Similarly, maybe the people further down in the chain are actually getting closer
to target so maybe they are less likely to drop the message,
Because you know, the goal might be near. However, neither of those turns out to be
true. You have pretty stable attrition, no
matter, you know, which step in the chain you are.
So now, we can start to calculate the probability that a message gets through
given a constant attrition rate. So let's say it's, it's a half probability
that someone's going to pass the message versus just not do anything with it.

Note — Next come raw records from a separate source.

//! Zone rasterization and zonal statistics
//!
//! Zones are matched to pixels by pixel centre, except for
//! [`clip_touching_geometry`] which keeps every pixel the zone overlaps.
//! Geometries must already be in the raster's CRS.

use crate::types::{Raster, Sample, VerdureResult, Zone};
use crate::types::GeoTransform;
use geo::{BoundingRect, Contains, Intersects, LineString, MultiPolygon, Point, Polygon};
use ndarray::{Array2, Zip};
use serde::{Deserialize, Serialize};

/// Statistics of index values inside one zone
#[derive(Debug, Clone, PartialEq, Serialize, Deserialize)]
pub struct ZonalSummary {
    pub zone: String,
    pub count: usize,
    pub sum: f64,
    pub mean: f64,
    pub min: f64,
    pub max: f64,
    pub std_dev: f64,
}

fn centre_inside(geometry: &MultiPolygon<f64>, x: f64, y: f64) -> bool {
    geometry.contains(&Point::new(x, y))
}

/// Set pixels whose centre lies outside the geometry to missing
pub fn clip_to_geometry(raster: &Raster, geometry: &MultiPolygon<f64>) -> Raster {
    let gt = raster.geo_transform;
    let mut data = raster.data.clone();
    Zip::indexed(&mut data).par_for_each(|(row, col), value| {
        let (x, y) = gt.pixel_center(row, col);
        if !centre_inside(geometry, x, y) {
            *value = Sample::NAN;
        }
    });
    raster.with_data(data)
}

/// Footprint of a pixel, inset so that a shared edge or corner alone does
/// not count as overlap
fn pixel_footprint(gt: &GeoTransform, row: usize, col: usize) -> Polygon<f64> {
    const INSET: f64 = 1e-6;
    let corner = |c: f64, r: f64| {
        (
            gt.top_left_x + c * gt.pixel_width + r * gt.rotation_x,
            gt.top_left_y + c * gt.rotation_y + r * gt.pixel_height,
        )
    };
    let (c0, r0) = (col as f64 + INSET, row as f64 + INSET);
    let (c1, r1) = (col as f64 + 1.0 - INSET, row as f64 + 1.0 - INSET);
    Polygon::new(
        LineString::from(vec![corner(c0, r0), corner(c1, r0), corner(c1, r1), corner(c0, r1), corner(c0, r0)]),
        vec![],
    )
}

/// Set pixels the geometry does not overlap at all to missing.
///
/// Boundary pixels are kept even when their centre is outside, so a zone
/// keeps every pixel it touches.
pub fn clip_touching_geometry(raster: &Raster, geometry: &MultiPolygon<f64>) -> Raster {
    let gt = raster.geo_transform;
    let Some(bounds) = geometry.bounding_rect() else {
        return raster.with_data(Array2::from_elem(raster.shape(), Sample::NAN));
    };
    let mut data = raster.data.clone();
    Zip::indexed(&mut data).par_for_each(|(row, col), value| {
        let footprint = pixel_footprint(&gt, row, col);
        let touched = footprint.bounding_rect().map_or(false, |r| r.intersects(&bounds))
            && geometry.intersects(&footprint);
        if !touched {
            *value = Sample::NAN;
        }
    });
    raster.with_data(data)
}

/// Zone index raster: pixel = position of the first containing zone + 1, 0 = none
pub fn rasterize_zones(zones: &[Zone], grid: &Raster) -> Array2<u32> {
    let gt = grid.geo_transform;
    let bounds: Vec<_> = zones.iter().map(|z| z.geometry.bounding_rect()).collect();
    let mut labels = Array2::<u32>::zeros(grid.shape());

    Zip::indexed(&mut labels).par_for_each(|(row, col), label| {
        let (x, y) = gt.pixel_center(row, col);
        for (i, zone) in zones.iter().enumerate() {
            let Some(rect) = bounds[i] else { continue };
            if x < rect.min().x || x > rect.max().x || y < rect.min().y || y > rect.max().y {
                continue;
            }
            if centre_inside(&zone.geometry, x, y) {
                *label = i as u32 + 1;
                break;
            }
        }
    });

    log::debug!(
        "Rasterized {} zones, {} pixels assigned",
        zones.len(),
        labels.iter().filter(|&&l| l != 0).count()
    );
    labels
}

/// Per-zone statistics of non-missing values; zones with no pixels are omitted
pub fn zonal_summary(values: &Raster, zone_labels: &Array2<u32>, zones: &[Zone]) -> VerdureResult<Vec<ZonalSummary>> {
    if values.shape() != zone_labels.dim() {
        return Err(crate::types::VerdureError::ShapeMismatch {
            expected: zone_labels.dim(),
            found: values.shape(),
        });
    }

    let mut buckets: Vec<Vec<f64>> = vec![Vec::new(); zones.len()];
    Zip::from(&values.data).and(zone_labels).for_each(|&v, &label| {
        if label == 0 || v.is_nan() {
            return;
        }
        if let Some(bucket) = buckets.get_mut(label as usize - 1) {
            bucket.push(v as f64);
        }
    });

    let summaries = zones
        .iter()
        .zip(buckets)
        .filter(|(_, vals)| !vals.is_empty())
        .map(|(zone, vals)| {
            let count = vals.len();
            let sum: f64 = vals.iter().sum();
            let mean = sum / count as f64;
            let var = vals.iter().map(|v| (v - mean) * (v - mean)).sum::<f64>() / count as f64;
            let min = vals.iter().cloned().fold(f64::INFINITY, f64::min);
            let max = vals.iter().cloned().fold(f64::NEG_INFINITY, f64::max);
            ZonalSummary {
                zone: zone.id.clone(),
                count,
                sum,
                mean,
                min,
                max,
                std_dev: var.sqrt(),
            }
        })
        .collect();

    Ok(summaries)
}
//! Tidy per-pixel feature table for clustering
//!
//! One row per pixel with a complete feature vector, in row-major pixel
//! order, carrying the pixel centre coordinates.

use crate::types::{MultiBandRaster, Sample, VerdureError, VerdureResult};
use ndarray::Array2;
use serde::{Deserialize, Serialize};
use std::path::Path;

#[derive(Debug, Clone, Default, Serialize, Deserialize)]
#[serde(default)]
pub struct FeatureMatrixParams {
    /// Band names excluded from the feature vector (e.g. thermal bands)
    pub drop_bands: Vec<String>,
}

impl FeatureMatrixParams {
    /// Drop bands by number, naming them the way HLS granules do (`B10`)
    pub fn dropping_band_numbers(numbers: &[u32]) -> Self {
        Self {
            drop_bands: numbers.iter().map(|n| format!("B{:02}", n)).collect(),
        }
    }
}

#[derive(Debug, Clone)]
pub struct FeatureMatrix {
    /// (x, y) pixel centre of each row
    pub coords: Vec<(f64, f64)>,
    pub band_names: Vec<String>,
    /// rows x bands
    pub values: Array2<Sample>,
}

impl FeatureMatrix {
    pub fn n_rows(&self) -> usize {
        self.values.nrows()
    }

    pub fn n_features(&self) -> usize {
        self.values.ncols()
    }

    /// Write `x, y` then one column per band
    pub fn write_csv<P: AsRef<Path>>(&self, path: P) -> VerdureResult<()> {
        let mut writer = csv::Writer::from_path(path.as_ref())?;

        let mut header = vec!["x".to_string(), "y".to_string()];
        header.extend(self.band_names.iter().cloned());
        writer.write_record(&header)?;

        for (row, &(x, y)) in self.values.outer_iter().zip(&self.coords) {
            let mut fields = Vec::with_capacity(row.len() + 2);
            fields.push(x.to_string());
            fields.push(y.to_string());
            fields.extend(row.iter().map(|v| v.to_string()));
            writer.write_record(&fields)?;
        }

        writer.flush()?;
        log::info!(
            "Wrote feature table {} ({} rows, {} features)",
            path.as_ref().display(),
            self.n_rows(),
            self.n_features()
        );
        Ok(())
    }
}

/// Flatten a composite into a feature matrix, dropping pixels where any kept band is missing
pub fn build_feature_matrix(composite: &MultiBandRaster, params: &FeatureMatrixParams) -> VerdureResult<FeatureMatrix> {
    let kept: Vec<(usize, String)> = composite
        .band_names
        .iter()
        .enumerate()
        .filter(|(_, name)| !params.drop_bands.contains(*name))
        .map(|(i, name)| (i, name.clone()))
        .collect();

    if kept.is_empty() {
        return Err(VerdureError::Processing(
            "Every band was excluded from the feature matrix".to_string(),
        ));
    }

    let (rows, cols) = composite.shape();
    let gt = composite.geo_transform;
    let mut coords = Vec::new();
    let mut flat: Vec<Sample> = Vec::new();
    let mut pixel = Vec::with_capacity(kept.len());

    for row in 0..rows {
        for col in 0..cols {
            pixel.clear();
            pixel.extend(kept.iter().map(|&(b, _)| composite.data[[b, row, col]]));
            if pixel.iter().any(|v| v.is_nan()) {
                continue;
            }
            coords.push(gt.pixel_center(row, col));
            flat.extend_from_slice(&pixel);
        }
    }

    let n_rows = coords.len();
    let values = Array2::from_shape_vec((n_rows, kept.len()), flat)
        .map_err(|e| VerdureError::Processing(format!("Feature matrix shape error: {}", e)))?;

    log::info!(
        "Feature matrix: {} of {} pixels complete across {} bands",
        n_rows,
        rows * cols,
        kept.len()
    );

    Ok(FeatureMatrix {
        coords,
        band_names: kept.into_iter().map(|(_, name)| name).collect(),
        values,
    })
}
impl Ledger {
    /// Open or create the store, reading existing ids once
    pub fn open<P: AsRef<Path>>(path: P) -> VerdureResult<Self> {
        let path = path.as_ref().to_path_buf();
        if let Some(parent) = path.parent() {
            if !parent.as_os_str().is_empty() {
                std::fs::create_dir_all(parent)?;
            }
        }

        let exists = std::fs::metadata(&path).map(|m| m.len() > 0).unwrap_or(false);
        let (ids, is_new): (HashSet<String>, bool) = if exists {
            let (records, needs_header) = recover_tail(&path)?;
            (records.into_iter().map(|r| r.zone).collect(), needs_header)
        } else {
            (HashSet::new(), true)
        };

        let file = OpenOptions::new().create(true).append(true).open(&path)?;
        let mut writer = csv::WriterBuilder::new().has_headers(false).from_writer(file);
        if is_new {
            writer.write_record(LEDGER_COLUMNS)?;
            writer.flush()?;
        }

        log::info!(
            "Opened ledger {} with {} existing records",
            path.display(),
            ids.len()
        );

        Ok(Self {
            path,
            state: Mutex::new(LedgerState { writer, ids }),
        })
    }

    pub fn path(&self) -> &Path {
        &self.path
    }

    fn lock(&self) -> VerdureResult<std::sync::MutexGuard<'_, LedgerState>> {
        self.state
            .lock()
            .map_err(|_| VerdureError::Processing("Ledger lock poisoned".to_string()))
    }

    pub fn contains(&self, zone_id: &str) -> VerdureResult<bool> {
        Ok(self.lock()?.ids.contains(zone_id))
    }

    pub fn len(&self) -> VerdureResult<usize> {
        Ok(self.lock()?.ids.len())
    }

    pub fn is_empty(&self) -> VerdureResult<bool> {
        Ok(self.len()? == 0)
    }

    /// Durably append a record. Returns false if the zone was already present.
    pub fn append(&self, record: &ZonalRecord) -> VerdureResult<bool> {
        let mut state = self.lock()?;
        if state.ids.contains(&record.zone) {
            log::debug!("Record for zone {} already committed", record.zone);
            return Ok(false);
        }

        state.writer.serialize(record)?;
        state.writer.flush()?;
        state.writer.get_ref().sync_data()?;
        state.ids.insert(record.zone.clone());
        Ok(true)
    }

    fn process_zone<F>(&self, zone: &Zone, compute: &F) -> VerdureResult<ZoneState>
    where
        F: Fn(&Zone) -> VerdureResult<ZonalRecord>,
    {
        if self.contains(&zone.id)? {
            log::debug!("Zone {} already in ledger, skipping", zone.id);
            return Ok(ZoneState::Skipped);
        }

        log::debug!("Zone {}: {:?}", zone.id, ZoneState::Computing);
        let mut record = match compute(zone) {
            Ok(record) => record,
            Err(e) => {
                log::warn!("Zone {} failed: {}", zone.id, e);
                return Ok(ZoneState::Failed(e.to_string()));
            }
        };
        record.zone = zone.id.clone();

        // Another worker may have committed the zone while this one computed
        if self.append(&record)? {
            Ok(ZoneState::Committed)
        } else {
            Ok(ZoneState::Skipped)
        }
    }

    fn summarise(&self, run: &LedgerRun) {
        log::info!(
            "Ledger run over {} zones: {} committed, {} skipped, {} failed",
            run.states.len(),
            run.committed(),
            run.skipped(),
            run.failed().len()
        );
    }

    /// Compute and commit missing zones one at a time.
    ///
    /// A failing zone is recorded and the run moves on; only ledger I/O
    /// errors abort the run.
    pub fn run<F>(&self, zones: &[Zone], compute: F) -> VerdureResult<LedgerRun>
    where
        F: Fn(&Zone) -> VerdureResult<ZonalRecord>,
    {
        let mut run = LedgerRun {
            states: zones.iter().map(|z| (z.id.clone(), ZoneState::Pending)).collect(),
        };
        for (zone, slot) in zones.iter().zip(run.states.iter_mut()) {
            slot.1 = self.process_zone(zone, &compute)?;
        }
        self.summarise(&run);
        Ok(run)
    }

    /// Same as [`Ledger::run`] with zones computed across the rayon pool
    pub fn run_parallel<F>(&self, zones: &[Zone], compute: F) -> VerdureResult<LedgerRun>
    where
        F: Fn(&Zone) -> VerdureResult<ZonalRecord> + Sync,
    {
        let states = zones
            .par_iter()
            .map(|zone| Ok((zone.id.clone(), self.process_zone(zone, &compute)?)))
            .collect::<VerdureResult<Vec<_>>>()?;
        let run = LedgerRun { states };
        self.summarise(&run);
        Ok(run)
    }

    /// Read back the full persisted store
    pub fn reload(&self) -> VerdureResult<Vec<ZonalRecord>> {
        {
            let mut state = self.lock()?;
            state.writer.flush()?;
        }
        read_records(&self.path)
    }
}

fn truncate_to(path: &Path, len: u64) -> VerdureResult<()> {
    let file = OpenOptions::new().write(true).open(path)?;
    file.set_len(len)?;
    file.sync_data()?;
    Ok(())
}

/// Cut off a final record left incomplete by an interrupted append.
///
/// Returns the complete records and whether the header must be rewritten.
/// Only the last record may be damaged; a bad record earlier in the file is
/// an error.
fn recover_tail(path: &Path) -> VerdureResult<(Vec<ZonalRecord>, bool)> {
    let bytes = std::fs::read(path)?;
    if !bytes.contains(&b'\n') {
        log::warn!("Ledger {} has no complete header, starting over", path.display());
        truncate_to(path, 0)?;
        return Ok((Vec::new(), true));
    }

    let mut reader = csv::ReaderBuilder::new()
        .flexible(true)
        .from_reader(bytes.as_slice());
    let headers = reader.byte_headers()?.clone();
    let mut raw = csv::ByteRecord::new();
    let mut records = Vec::new();

    loop {
        let start = reader.position().byte() as usize;
        let parsed = match reader.read_byte_record(&mut raw) {
            Ok(false) => break,
            Ok(true) if raw.len() == headers.len() => raw.deserialize::<ZonalRecord>(Some(&headers)).ok(),
            _ => None,
        };
        let end = reader.position().byte() as usize;
        let terminated = end > start && matches!(bytes.get(end - 1), Some(b'\n') | Some(b'\r'));

        match parsed {
            Some(record) if terminated => records.push(record),
            _ if end >= bytes.len() => {
                log::warn!(
                    "Ledger {}: dropping incomplete final record at byte {}",
                    path.display(),
                    start
                );
                truncate_to(path, start as u64)?;
                break;
            }
            _ => {
                return Err(VerdureError::InvalidFormat(format!(
                    "Ledger {} has a malformed record at byte {}",
                    path.display(),
                    start
                )))
            }
        }
    }

    Ok((records, false))
}

/// Read every record of a ledger file
pub fn read_records<P: AsRef<Path>>(path: P) -> VerdureResult<Vec<ZonalRecord>> {
    let mut reader = csv::Reader::from_path(path.as_ref())?;
    let mut records = Vec::new();
    for row in reader.deserialize() {
        records.push(row?);
    }
    Ok(records)
}

/// Zone joined with its ledger record
#[derive(Debug, Clone)]
pub struct JoinedZone {
    pub zone: Zone,
    pub grade: Grade,
    pub record: ZonalRecord,
}

#[derive(Debug, Default)]
pub struct JoinedTable {
    /// In zone layer order
    pub rows: Vec<JoinedZone>,
    /// One [`VerdureError::JoinMismatch`] per unmatched id
    pub mismatches: Vec<VerdureError>,
    /// Matched zones dropped for lacking a grade
    pub ungraded: Vec<String>,
}

/// Inner join of records onto zones by id, dropping rows without a grade
pub fn join_records(zones: &[Zone], records: &[ZonalRecord]) -> JoinedTable {
    let mut by_id: HashMap<&str, &ZonalRecord> = HashMap::with_capacity(records.len());
    for record in records {
        by_id.entry(record.zone.as_str()).or_insert(record);
    }
    let zone_ids: HashSet<&str> = zones.iter().map(|z| z.id.as_str()).collect();

    let mut table = JoinedTable::default();
    for zone in zones {
        let Some(record) = by_id.get(zone.id.as_str()) else {
            table.mismatches.push(VerdureError::JoinMismatch {
                zone_id: zone.id.clone(),
                side: JoinSide::ZoneWithoutRecord,
            });
            continue;
        };
        match zone.grade {
            Some(grade) => table.rows.push(JoinedZone {
                zone: zone.clone(),
                grade,
                record: (*record).clone(),
            }),
            None => table.ungraded.push(zone.id.clone()),
        }
    }

    let mut orphans: Vec<&str> = by_id
        .keys()
        .filter(|id| !zone_ids.contains(*id))
        .copied()
        .collect();
    orphans.sort_unstable();
    for id in orphans {
        table.mismatches.push(VerdureError::JoinMismatch {
            zone_id: id.to_string(),
            side: JoinSide::RecordWithoutZone,
        });
    }

    log::info!(
        "Joined {} zones; {} unmatched ids, {} without grade",
        table.rows.len(),
        table.mismatches.len(),
        table.ungraded.len()
    );
    table
}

And so, if you have a chain of legnth two, so one, two, You have only this, this
person's in question, right, this, the initial center sends for sure, otherwise
there's no chain and we don't count it. And the recipient receives it so they
don't have to take any further action. So here we're just wondering, you know, is
this person going to pass it on. So let's calculate the probability that a
chain of length two gets through and then a chain of length five.

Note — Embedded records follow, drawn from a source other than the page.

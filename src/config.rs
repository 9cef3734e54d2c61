use crate::core::composite::CompositeParams;
use crate::core::feature_matrix::FeatureMatrixParams;
use crate::core::ledger::LedgerConfig;
use crate::core::patch_analysis::PatchParams;
use crate::core::quality_mask::QualityMaskParams;
use crate::io::tile_reader::AccessorConfig;
use crate::types::VerdureResult;
use serde::{Deserialize, Serialize};
use std::path::Path;

/// Settings for every stage; fields missing from a config file keep their defaults
#[derive(Debug, Clone, Default, Serialize, Deserialize)]
#[serde(default)]
pub struct PipelineConfig {
    pub accessor: AccessorConfig,
    pub quality: QualityMaskParams,
    pub composite: CompositeParams,
    pub patch: PatchParams,
    pub ledger: LedgerConfig,
    pub feature: FeatureMatrixParams,
}

impl PipelineConfig {
    pub fn from_json_str(text: &str) -> VerdureResult<Self> {
        Ok(serde_json::from_str(text)?)
    }

    pub fn from_json_file<P: AsRef<Path>>(path: P) -> VerdureResult<Self> {
        let text = std::fs::read_to_string(path.as_ref())?;
        let config = Self::from_json_str(&text)?;
        log::info!("Loaded pipeline configuration from {}", path.as_ref().display());
        Ok(config)
    }

    pub fn to_json_file<P: AsRef<Path>>(&self, path: P) -> VerdureResult<()> {
        std::fs::write(path.as_ref(), serde_json::to_string_pretty(self)?)?;
        Ok(())
    }
}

So, you should see that a chain of length two is much more likely to pass through
than a chain of length five. And so, you can then go back and try and
infer what the true distance distribution is.
So for example, for the email experiment, their average number of hops was four, But
once they corrected and said well the longer chains were less likely to get
through, They had an estimate of a median chain
length somewhere between five and seven, sort of recovering that six degrees of
separation again. A second factor in how accurate that
number is, is that individuals actually may not be finding the shortest paths,
right? [laugh] So, they don't know what the
global structure of the network. All they're doing is, they're passing the
message on to someone they think is more likely to know the target.

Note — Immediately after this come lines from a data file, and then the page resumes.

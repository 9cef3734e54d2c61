//! Keyed result cache
//!
//! Any serializable result can be stored under a string key and loaded
//! back instead of recomputing it.

use crate::types::{VerdureError, VerdureResult};
use serde::de::DeserializeOwned;
use serde::Serialize;
use std::collections::HashMap;
use std::path::{Path, PathBuf};
use std::sync::Mutex;

/// Byte store behind [`Cached`]
pub trait CacheStore {
    fn load(&self, key: &str) -> VerdureResult<Option<Vec<u8>>>;
    fn store(&self, key: &str, bytes: &[u8]) -> VerdureResult<()>;
}

/// One JSON file per key in a directory
#[derive(Debug, Clone)]
pub struct FsCacheStore {
    dir: PathBuf,
}

impl FsCacheStore {
    pub fn new<P: AsRef<Path>>(dir: P) -> Self {
        Self {
            dir: dir.as_ref().to_path_buf(),
        }
    }

    /// `<data dir>/verdure/jars`
    pub fn default_location() -> VerdureResult<Self> {
        let base = dirs::data_dir().ok_or_else(|| {
            VerdureError::Processing("No platform data directory for the cache".to_string())
        })?;
        Ok(Self::new(base.join("verdure").join("jars")))
    }

    pub fn dir(&self) -> &Path {
        &self.dir
    }

    /// Keys must be plain file names so every entry stays inside `dir`
    fn path_for(&self, key: &str) -> VerdureResult<PathBuf> {
        let plain = !key.is_empty()
            && key != "."
            && key != ".."
            && !key.contains(|c: char| c == '/' || c == '\\' || c == '\0');
        if !plain {
            return Err(VerdureError::InvalidFormat(format!("Invalid cache key {:?}", key)));
        }
        Ok(self.dir.join(format!("{}.json", key)))
    }
}

impl CacheStore for FsCacheStore {
    fn load(&self, key: &str) -> VerdureResult<Option<Vec<u8>>> {
        let path = self.path_for(key)?;
        if !path.exists() {
            return Ok(None);
        }
        Ok(Some(std::fs::read(path)?))
    }

    fn store(&self, key: &str, bytes: &[u8]) -> VerdureResult<()> {
        let path = self.path_for(key)?;
        std::fs::create_dir_all(&self.dir)?;
        std::fs::write(path, bytes)?;
        Ok(())
    }
}

#[derive(Debug, Default)]
pub struct MemoryCacheStore {
    entries: Mutex<HashMap<String, Vec<u8>>>,
}

impl MemoryCacheStore {
    fn entries(&self) -> VerdureResult<std::sync::MutexGuard<'_, HashMap<String, Vec<u8>>>> {
        self.entries
            .lock()
            .map_err(|_| VerdureError::Processing("Cache lock poisoned".to_string()))
    }
}

impl CacheStore for MemoryCacheStore {
    fn load(&self, key: &str) -> VerdureResult<Option<Vec<u8>>> {
        Ok(self.entries()?.get(key).cloned())
    }

    fn store(&self, key: &str, bytes: &[u8]) -> VerdureResult<()> {
        self.entries()?.insert(key.to_string(), bytes.to_vec());
        Ok(())
    }
}

/// Load-or-compute wrapper over a [`CacheStore`]
pub struct Cached<S: CacheStore> {
    store: S,
}

impl<S: CacheStore> Cached<S> {
    pub fn new(store: S) -> Self {
        Self { store }
    }

    pub fn store(&self) -> &S {
        &self.store
    }

    /// `base`, or `base_suffix` for a call-specific entry
    pub fn key(base: &str, suffix: Option<&str>) -> String {
        match suffix {
            Some(suffix) => format!("{}_{}", base, suffix),
            None => base.to_string(),
        }
    }

    /// Return the cached value, or compute and store it. `refresh` forces recomputation.
    pub fn get_or_compute<T, F>(&self, key: &str, refresh: bool, compute: F) -> VerdureResult<T>
    where
        T: Serialize + DeserializeOwned,
        F: FnOnce() -> VerdureResult<T>,
    {
        if !refresh {
            if let Some(bytes) = self.store.load(key)? {
                log::debug!("Cache hit for {}", key);
                return Ok(serde_json::from_slice(&bytes)?);
            }
        }

        log::info!("Computing {}{}", key, if refresh { " (refresh)" } else { "" });
        let value = compute()?;
        self.store.store(key, &serde_json::to_vec(&value)?)?;
        Ok(value)
    }
}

And there was this nice study in 2005 that mapped out completely a network within an
organization, So they, they had that map and then they
had those individuals. So the was who talks to whom,
Right? And then, they ran Milgram's] experiment,
which said, you know, past this to someone you normally talk to and they saw that
roughly half the time the individuals routing the message choose the next node
to be on the shortest path and half the time they goofed in away.
They, they didn't choose the shortest path.
So. Even for the successful chains they may
not actually lie on the shortest path. So, six might be an overestimate.
Now, recently, there was a study done at Facebook showing that any two Facebook
users are, you know, 4.7 hops apart. And the question is, what, what does that
really mean? You know, if you look at these different
social networking services, like Facebook, like Twitter, like LinkedIn.
And I would definitely recommend listening to the interview with LinkedIn,
Because this, this question is addressed in there or, or Google+, you know?
What direct and indirect benefit do you get from someone who's one hop away, two
hops, three hops, etcetera? So just something for you to think about.